Elle ne savait pas s'il s'agissait d'une réponse ou simplement d'un cri qui avait besoin de sortir.

La neige l'avait entendue et les fenêtres volèrent ouvertes sans que les deux amants ne relevassent la tête. Les flocons s'épaississaient et assombrissaient le paysage. Tout était blanc, Pandore ne voyait que lumière. Ils tombaient de plus en plus vite, la tempête hurlait, l'extase muette des deux corps se poursuivait. Il en était toujours ainsi entre les deux amants : la foudre et le vent et la neige mais jamais de tonnerre. Ils avaient appris à se taire. La farine était balayée par les bourrasques glaciales qui gonflaient les voiles des fenêtres, les ombres s'arcboutaient l'une contre l'autre et la neige voyaient leurs découpes sur le mur beige : blanchies par la farine, noircies par le désir. Il y avait une telle puissance dans leurs gestes, une telle beauté dans leurs corps que la neige tomba plus doucement, accompagnant leurs mouvements dans un roulement froid.
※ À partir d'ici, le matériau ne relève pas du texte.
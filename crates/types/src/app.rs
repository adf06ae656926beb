use serde::{Deserialize, Serialize};

/// An app found in the local apps directory.
///
/// Produced by an installed-app scanner. `source` is the local identifier, which is the
/// name of the directory the app lives in.
#[derive(Debug, Clone, Default, PartialEq, Serialize, Deserialize)]
#[serde(rename_all = "camelCase")]
pub struct InstalledApp {
    pub name: Option<String>,
    pub display_name: Option<String>,
    pub description: Option<String>,
    pub details: Option<String>,
    pub icon: Option<String>,
    pub source: String,
}

/// One row of the merged installed + catalog inventory.
///
/// Rebuilt on every refresh and never persisted.
#[derive(Debug, Clone, PartialEq, Eq, Serialize, Deserialize)]
#[serde(rename_all = "camelCase")]
pub struct MergedAppEntry {
    pub name: String,
    pub display_name: String,
    #[serde(default, skip_serializing_if = "Option::is_none")]
    pub description: Option<String>,
    #[serde(default, skip_serializing_if = "Option::is_none")]
    pub details: Option<String>,
    #[serde(default, skip_serializing_if = "Option::is_none")]
    pub icon: Option<String>,
    pub is_installed: bool,
    pub source: String,
    #[serde(default, skip_serializing_if = "Option::is_none")]
    pub upgrade_source: Option<String>,
}

impl MergedAppEntry {
    /// Turns a merged entry back into an installed-app record.
    ///
    /// Useful when feeding a previous merge result back in as the installed set.
    pub fn to_installed(&self) -> InstalledApp {
        InstalledApp {
            name: Some(self.name.clone()),
            display_name: Some(self.display_name.clone()),
            description: self.description.clone(),
            details: self.details.clone(),
            icon: self.icon.clone(),
            source: self.source.clone(),
        }
    }
}

#[cfg(test)]
mod tests {
    use super::*;

    #[test]
    fn merged_entry_serializes_camel_case_without_absent_fields() {
        let entry = MergedAppEntry {
            name: "foo".into(),
            display_name: "Foo".into(),
            description: None,
            details: None,
            icon: None,
            is_installed: true,
            source: "foo".into(),
            upgrade_source: Some("https://example.com/foo.tgz".into()),
        };

        let json = serde_json::to_value(&entry).unwrap();
        assert_eq!(json["displayName"], "Foo");
        assert_eq!(json["isInstalled"], true);
        assert_eq!(json["upgradeSource"], "https://example.com/foo.tgz");
        assert!(json.get("description").is_none());
    }
}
Enfin, elle vit les grands yeux d'Anastasia Ciredétay.

Les cheveux lâchés se répandant sur la table, le corps plaqué contre celui de Tantale, les membres s'emmêlant aux siens dans une greffe douloureuse, le sang au coin de sa bouche là où leurs dents s'étaient rencontrées, celui qui coulait dans le dos du garçon, elle fixa pendant quelques secondes la fenêtre ouverte. Les yeux d'Anastasia hurlaient.

Je ne suis pas une ombre.

Et la neige, qui sentit le regard pudique de cette enfant dévorée de passion ne put s'empêcher de se transformer. Alors, Sneg entendit un bruit étrange.

Au moment où Pandore rejeta la tête en arrière et Tantale la serra dans ses bras, ses oreilles se dressèrent. L'on dit que le domaine, haut sur la colline, surplombant le village en aval, était le premier endroit où l'on entend la pluie tomber. Lucien sentit le regard de ses ancêtres se poser sur lui alors même qu'il entendait, pour la première fois depuis des années les gouttes d'eau s'abattre sur le toit.

Alors, il posa sa tête blanche sur la poitrine de Pandore et écouta. Dehors, la neige pleurait.